Both the line below containing "pub const NO_STORE: &str" and the line containing "Err(_) => return", along with every line between them, should be repeated exactly; no other line belongs in the answer.

-- DATA PROVIDED follows --

//! Conditional GET support shared by policy, manifest and file delivery.
//!
//! Entity tags are the quoted lowercase SHA-256 hex digest of the exact body
//! bytes, so identical content always yields the identical tag. `If-None-Match`
//! is compared with the weak comparison function of RFC 9110: `W/` prefixes are
//! ignored, lists are split on commas and `*` matches any current
//! representation.

use axum::{
    body::Body,
    http::{header, HeaderMap, HeaderValue, StatusCode},
    response::{IntoResponse, Response},
};
use sha2::{Digest, Sha256};

/// Cache-Control for validated content: clients may keep it but must revalidate.
pub const REVALIDATE: &str = "no-cache";

/// Cache-Control for content that must never be reused.
pub const NO_STORE: &str = "no-store";

/// Lowercase hex SHA-256 of `bytes`.
pub fn sha256_hex(bytes: &[u8]) -> String {
    hex::encode(Sha256::digest(bytes))
}

/// Strong entity tag for a body.
pub fn etag_for(body: &[u8]) -> String {
    format!("\"{}\"", sha256_hex(body))
}

fn opaque_tag(tag: &str) -> &str {
    let tag = tag.trim();
    tag.strip_prefix("W/").unwrap_or(tag)
}

/// True when the request's `If-None-Match` matches `etag`.
pub fn if_none_match(headers: &HeaderMap, etag: &str) -> bool {
    let current = opaque_tag(etag);
    headers
        .get_all(header::IF_NONE_MATCH)
        .iter()
        .filter_map(|value| value.to_str().ok())
        .flat_map(|value| value.split(','))
        .map(str::trim)
        .any(|candidate| candidate == "*" || opaque_tag(candidate) == current)
}

/// Answer a GET for `body` honoring `If-None-Match`.
///
/// A matching validator yields 304 with an empty body and the same `ETag`;
/// otherwise 200 with the body, its content type and `ETag`.
pub fn respond(headers: &HeaderMap, body: Vec<u8>, content_type: &'static str) -> Response {
    let etag = etag_for(&body);
    let etag_value = match HeaderValue::from_str(&etag) {
        Ok(value) => value,
        // Hex digests are always valid header values.
        Err(_) => return StatusCode::INTERNAL_SERVER_ERROR.into_response(),
    };

    if if_none_match(headers, &etag) {
        return (
            StatusCode::NOT_MODIFIED,
            [
                (header::ETAG, etag_value),
                (header::CACHE_CONTROL, HeaderValue::from_static(REVALIDATE)),
            ],
        )
            .into_response();
    }

    (
        StatusCode::OK,
        [
            (header::CONTENT_TYPE, HeaderValue::from_static(content_type)),
            (header::ETAG, etag_value),
            (header::CACHE_CONTROL, HeaderValue::from_static(REVALIDATE)),
        ],
        Body::from(body),
    )
        .into_response()
}

/// 200 response that must not be cached and carries no validator.
pub fn uncacheable(body: impl Into<Body>, content_type: &'static str) -> Response {
    (
        StatusCode::OK,
        [
            (header::CONTENT_TYPE, HeaderValue::from_static(content_type)),
            (header::CACHE_CONTROL, HeaderValue::from_static(NO_STORE)),
        ],
        body.into(),
    )
        .into_response()
}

-- DATA PROVIDED concluded --

§ **WRITTEN ANSWER**:
pub const NO_STORE: &str = "no-store";

/// Lowercase hex SHA-256 of `bytes`.
pub fn sha256_hex(bytes: &[u8]) -> String {
    hex::encode(Sha256::digest(bytes))
}

/// Strong entity tag for a body.
pub fn etag_for(body: &[u8]) -> String {
    format!("\"{}\"", sha256_hex(body))
}

fn opaque_tag(tag: &str) -> &str {
    let tag = tag.trim();
    tag.strip_prefix("W/").unwrap_or(tag)
}

/// True when the request's `If-None-Match` matches `etag`.
pub fn if_none_match(headers: &HeaderMap, etag: &str) -> bool {
    let current = opaque_tag(etag);
    headers
        .get_all(header::IF_NONE_MATCH)
        .iter()
        .filter_map(|value| value.to_str().ok())
        .flat_map(|value| value.split(','))
        .map(str::trim)
        .any(|candidate| candidate == "*" || opaque_tag(candidate) == current)
}

/// Answer a GET for `body` honoring `If-None-Match`.
///
/// A matching validator yields 304 with an empty body and the same `ETag`;
/// otherwise 200 with the body, its content type and `ETag`.
pub fn respond(headers: &HeaderMap, body: Vec<u8>, content_type: &'static str) -> Response {
    let etag = etag_for(&body);
    let etag_value = match HeaderValue::from_str(&etag) {
        Ok(value) => value,
        // Hex digests are always valid header values.
        Err(_) => return StatusCode::INTERNAL_SERVER_ERROR.into_response(),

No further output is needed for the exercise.